Wednesday, January 13, 2010

Why am I writing this blog you ask?

Because we want to have a Baby!! I have been blogging on other sites for a while about various things, but I have decided to start this blog to share some of my experiences about our journey to have a baby. So here is my story to bring you all up to speed:

Back in 1999, I was diagnosed with Stage IA cervical cancer. This means that it was in the earliest stages. It could only be seen under a microscope and did not spread to nearby lymph nodes or other distant sites. I was VERY lucky they caught it when they did. This is partially due to the fact that I was under close watch as my mom was diagnosed with Stage IV uterine cancer when she was 32. I underwent surgery and they were very successful in removing it all. After the surgery, my doctor at the time told me that it would probably be wise for me not to have children as I was at risk of miscarrying the fetus once it reached a certain weight.

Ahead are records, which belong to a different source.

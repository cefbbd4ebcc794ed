use std::collections::HashSet;
use std::fmt;

use chrono::{SecondsFormat, Utc};
use indexmap::IndexMap;
use serde::{Deserialize, Serialize};
use serde_json::json;
use sha2::{Digest, Sha256};
use thiserror::Error;
use uuid::Uuid;

use crate::protocol::PromptContent;

#[derive(Debug, Clone, PartialEq, Eq, Hash, PartialOrd, Ord, Serialize, Deserialize)]
#[serde(transparent)]
pub struct CommitHash(String);

impl CommitHash {
    pub fn new(value: impl Into<String>) -> Self {
        Self(value.into())
    }

    pub fn as_str(&self) -> &str {
        &self.0
    }

    /// First 12 hex characters, for display.
    pub fn short(&self) -> &str {
        self.0.get(..12).unwrap_or(self.0.as_str())
    }
}

impl fmt::Display for CommitHash {
    fn fmt(&self, f: &mut fmt::Formatter<'_>) -> fmt::Result {
        f.write_str(&self.0)
    }
}

impl From<&str> for CommitHash {
    fn from(value: &str) -> Self {
        Self::new(value)
    }
}

#[derive(Debug, Clone, Copy, PartialEq, Eq, Serialize, Deserialize)]
#[serde(rename_all = "snake_case")]
pub enum CommitKind {
    AiCreate,
    AiEdit,
    CodeCreate,
}

#[derive(Debug, Clone, Copy, Default, PartialEq, Eq, Serialize, Deserialize)]
#[serde(rename_all = "snake_case")]
pub enum VariantStatus {
    #[default]
    Generating,
    Complete,
    Error,
}

#[derive(Debug, Clone, Default, PartialEq, Eq, Serialize, Deserialize)]
pub struct Variant {
    #[serde(default)]
    pub code: String,
    #[serde(default, skip_serializing_if = "Option::is_none")]
    pub secondary_code: Option<String>,
    #[serde(default)]
    pub status: VariantStatus,
    #[serde(default, skip_serializing_if = "Option::is_none")]
    pub error_message: Option<String>,
}

impl Variant {
    pub fn generating() -> Self {
        Self::default()
    }

    pub fn complete(code: impl Into<String>) -> Self {
        Self {
            code: code.into(),
            status: VariantStatus::Complete,
            ..Self::default()
        }
    }

    /// The error message is only kept for `VariantStatus::Error`.
    pub fn set_status(&mut self, status: VariantStatus, error_message: Option<String>) {
        self.status = status;
        self.error_message = match status {
            VariantStatus::Error => error_message,
            _ => None,
        };
    }

    pub fn has_content(&self) -> bool {
        !self.code.is_empty()
            || self
                .secondary_code
                .as_deref()
                .map(|code| !code.is_empty())
                .unwrap_or(false)
    }
}

#[derive(Debug, Clone, PartialEq, Eq, Serialize, Deserialize)]
pub struct Commit {
    pub hash: CommitHash,
    pub parent_hash: Option<CommitHash>,
    pub kind: CommitKind,
    #[serde(default)]
    pub inputs: PromptContent,
    pub date_created: String,
    pub variants: Vec<Variant>,
    #[serde(default)]
    pub selected_variant_index: usize,
    #[serde(default)]
    pub is_committed: bool,
}

impl Commit {
    /// A fresh, uncommitted commit with `variant_count` generating variants.
    pub fn new(
        kind: CommitKind,
        parent_hash: Option<CommitHash>,
        inputs: PromptContent,
        variant_count: usize,
    ) -> Self {
        let hash = content_hash(parent_hash.as_ref(), kind, &inputs);
        Self {
            hash,
            parent_hash,
            kind,
            inputs,
            date_created: Utc::now().to_rfc3339_opts(SecondsFormat::Micros, false),
            variants: vec![Variant::generating(); variant_count],
            selected_variant_index: 0,
            is_committed: false,
        }
    }

    pub fn selected_variant(&self) -> Option<&Variant> {
        self.variants.get(self.selected_variant_index)
    }

    pub fn is_generating(&self) -> bool {
        self.variants
            .iter()
            .any(|variant| variant.status == VariantStatus::Generating)
    }

    pub fn has_content(&self) -> bool {
        self.variants.iter().any(Variant::has_content)
    }
}

/// SHA-256 over the commit's identity. The random nonce keeps two identical
/// requests from colliding.
fn content_hash(parent: Option<&CommitHash>, kind: CommitKind, inputs: &PromptContent) -> CommitHash {
    let identity = json!({
        "parent": parent.map(CommitHash::as_str),
        "kind": kind,
        "inputs": inputs,
        "nonce": Uuid::new_v4().to_string(),
    });
    let bytes = serde_json::to_vec(&identity).unwrap_or_default();
    let mut hasher = Sha256::new();
    hasher.update(bytes);
    CommitHash(hex::encode(hasher.finalize()))
}

#[derive(Debug, Clone, PartialEq, Eq, Error)]
pub enum CommitGraphError {
    #[error("unknown commit {0}")]
    UnknownCommit(CommitHash),
    #[error("commit {hash} has no variant {index} ({len} variants)")]
    VariantOutOfRange {
        hash: CommitHash,
        index: usize,
        len: usize,
    },
}

/// Every generation result, keyed by hash, in insertion order.
///
/// A commit can be mutated while it is the tip of its lineage. Attaching a
/// child marks the parent committed; after that any attempt to change its
/// content is a programming error and panics.
#[derive(Debug, Clone, Default, PartialEq, Serialize, Deserialize)]
#[serde(transparent)]
pub struct CommitGraph {
    commits: IndexMap<CommitHash, Commit>,
}

impl CommitGraph {
    pub fn new() -> Self {
        Self::default()
    }

    pub fn add_commit(&mut self, mut commit: Commit) {
        for variant in &mut commit.variants {
            let message = variant.error_message.take();
            variant.set_status(variant.status, message);
        }
        if let Some(parent) = commit
            .parent_hash
            .as_ref()
            .and_then(|hash| self.commits.get_mut(hash))
        {
            parent.is_committed = true;
        }
        tracing::debug!(hash = %commit.hash.short(), kind = ?commit.kind, "commit added");
        self.commits.insert(commit.hash.clone(), commit);
    }

    pub fn remove_commit(&mut self, hash: &CommitHash) -> Option<Commit> {
        self.commits.shift_remove(hash)
    }

    pub fn reset_commits(&mut self) {
        self.commits.clear();
    }

    pub fn append_commit_code(
        &mut self,
        hash: &CommitHash,
        variant_index: usize,
        fragment: &str,
    ) -> Result<(), CommitGraphError> {
        self.mutable_variant(hash, variant_index, "append code to")?
            .code
            .push_str(fragment);
        Ok(())
    }

    pub fn set_commit_code(
        &mut self,
        hash: &CommitHash,
        variant_index: usize,
        code: &str,
    ) -> Result<(), CommitGraphError> {
        self.mutable_variant(hash, variant_index, "set code of")?.code = code.to_string();
        Ok(())
    }

    pub fn set_secondary_code(
        &mut self,
        hash: &CommitHash,
        variant_index: usize,
        code: &str,
    ) -> Result<(), CommitGraphError> {
        self.mutable_variant(hash, variant_index, "set secondary code of")?
            .secondary_code = Some(code.to_string());
        Ok(())
    }

    /// Switching the displayed variant never touches the others, so a user
    /// can preview one while the rest are still generating.
    pub fn update_selected_variant_index(
        &mut self,
        hash: &CommitHash,
        index: usize,
    ) -> Result<(), CommitGraphError> {
        let commit = self.mutable_commit(hash, "update the selected variant of")?;
        if index >= commit.variants.len() {
            return Err(CommitGraphError::VariantOutOfRange {
                hash: hash.clone(),
                index,
                len: commit.variants.len(),
            });
        }
        commit.selected_variant_index = index;
        Ok(())
    }

    /// Late status updates can target a commit that was already discarded,
    /// so a missing commit or variant is ignored.
    pub fn update_variant_status(
        &mut self,
        hash: &CommitHash,
        variant_index: usize,
        status: VariantStatus,
        error_message: Option<String>,
    ) {
        let Some(variant) = self
            .commits
            .get_mut(hash)
            .and_then(|commit| commit.variants.get_mut(variant_index))
        else {
            tracing::debug!(hash = %hash.short(), variant_index, "status update for missing variant ignored");
            return;
        };
        variant.set_status(status, error_message);
    }

    /// Matches the variant list to a count declared by the service, keeping
    /// existing variants by index.
    pub fn resize_variants(&mut self, hash: &CommitHash, count: usize) {
        let Some(commit) = self.commits.get_mut(hash) else {
            return;
        };
        commit.variants.resize_with(count, Variant::generating);
        commit.selected_variant_index = commit
            .selected_variant_index
            .min(count.saturating_sub(1));
    }

    pub fn get(&self, hash: &CommitHash) -> Option<&Commit> {
        self.commits.get(hash)
    }

    pub fn contains(&self, hash: &CommitHash) -> bool {
        self.commits.contains_key(hash)
    }

    pub fn iter(&self) -> impl Iterator<Item = &Commit> {
        self.commits.values()
    }

    pub fn len(&self) -> usize {
        self.commits.len()
    }

    pub fn is_empty(&self) -> bool {
        self.commits.is_empty()
    }

    /// Ancestors of `hash` followed by the commit itself, oldest first.
    /// Stops at the first parent that is not in the graph.
    pub fn lineage(&self, hash: &CommitHash) -> Vec<&Commit> {
        let mut chain = Vec::new();
        let mut seen = HashSet::new();
        let mut cursor = self.commits.get(hash);
        while let Some(commit) = cursor {
            if !seen.insert(&commit.hash) {
                break;
            }
            chain.push(commit);
            cursor = commit
                .parent_hash
                .as_ref()
                .and_then(|parent| self.commits.get(parent));
        }
        chain.reverse();
        chain
    }

    pub fn children(&self, hash: &CommitHash) -> Vec<&Commit> {
        self.commits
            .values()
            .filter(|commit| commit.parent_hash.as_ref() == Some(hash))
            .collect()
    }

    fn mutable_commit(
        &mut self,
        hash: &CommitHash,
        operation: &str,
    ) -> Result<&mut Commit, CommitGraphError> {
        let commit = self
            .commits
            .get_mut(hash)
            .ok_or_else(|| CommitGraphError::UnknownCommit(hash.clone()))?;
        if commit.is_committed {
            panic!("attempted to {operation} committed commit {hash}");
        }
        Ok(commit)
    }

    fn mutable_variant(
        &mut self,
        hash: &CommitHash,
        variant_index: usize,
        operation: &str,
    ) -> Result<&mut Variant, CommitGraphError> {
        let commit = self.mutable_commit(hash, operation)?;
        let len = commit.variants.len();
        commit
            .variants
            .get_mut(variant_index)
            .ok_or_else(|| CommitGraphError::VariantOutOfRange {
                hash: hash.clone(),
                index: variant_index,
                len,
            })
    }
}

So for the next 10 years I had it in my mind that I never wanted children. Why want something you can't have, right? I then went on to marry the man of my dreams in November of 2006 and that was that.

Well, fast forward to 2009 when everything started to change. After moving up to Saratoga Springs, I decided to change to a wonderful OB/GYN. We talked at length about my history and then she asked me if I ever planned on having kids. I told her what my previous physician said and she informed me that if I wanted to try and have a baby, she would work with me and get me through it. Over the next few months I really started to think about it and became attached to the idea over the summer. Needless to say I went off my birth control (after being on it for 13 years) and we started to plan things out.

Things didn't go as smoothly as I thought they would. After coming off of the pill, my cycle went crazy. After not getting my period for almost 3 months, she diagnosed me with infertility. I was mortified. We decided that we would give my body a few months to work itself out and then we would take action. Well...needless to say we weren't infertile, we were pregnant. We found out we were pregnant in the beginning of November. She sent me in for an ultrasound about a week later...I remember that it was a Friday evening that we went, and we left without any results. At 2am Saturday morning we got a call from the ER and we were asked to come right in. They ran some blood work, told me that I had a 16mm mass on my right ovary and sent me home. I went back Monday for repeat blood work to make sure everything was okay. At 1:16pm on Monday I received the phone call that no pregnant woman ever wants to get. They told me that my HCG levels (pregnancy hormone) were not increasing like they should and that this pregnancy was ectopic and had to be terminated. My husband took me to the ER where I received 2 injections of Methotrexate to dissolve the pregnancy. I can't even describe the emotions that were running through me. I was angry, confused, sad, all at the same time. How could I be given such a gift just to have it ripped away from me a short time later? I kept telling myself that everything happens for a reason, but deep down inside I didn't believe that. After being discharged from the ER, my husband and I went to the gift shop to get something to drink and something caught my eye. It was a ivory colored porcelain figurine of an angel reaching down to a small child. I refused to leave without it. It now sits in my china cabinet as a reminder of what I had and what could have been.

Since then I have been using a fertility monitor and monitoring my basal body temps to see if there is some kind of abnormality. So far things are not looking very positive but we are waiting for this cycle to finish to see what the outcome is. Keep your fingers crossed.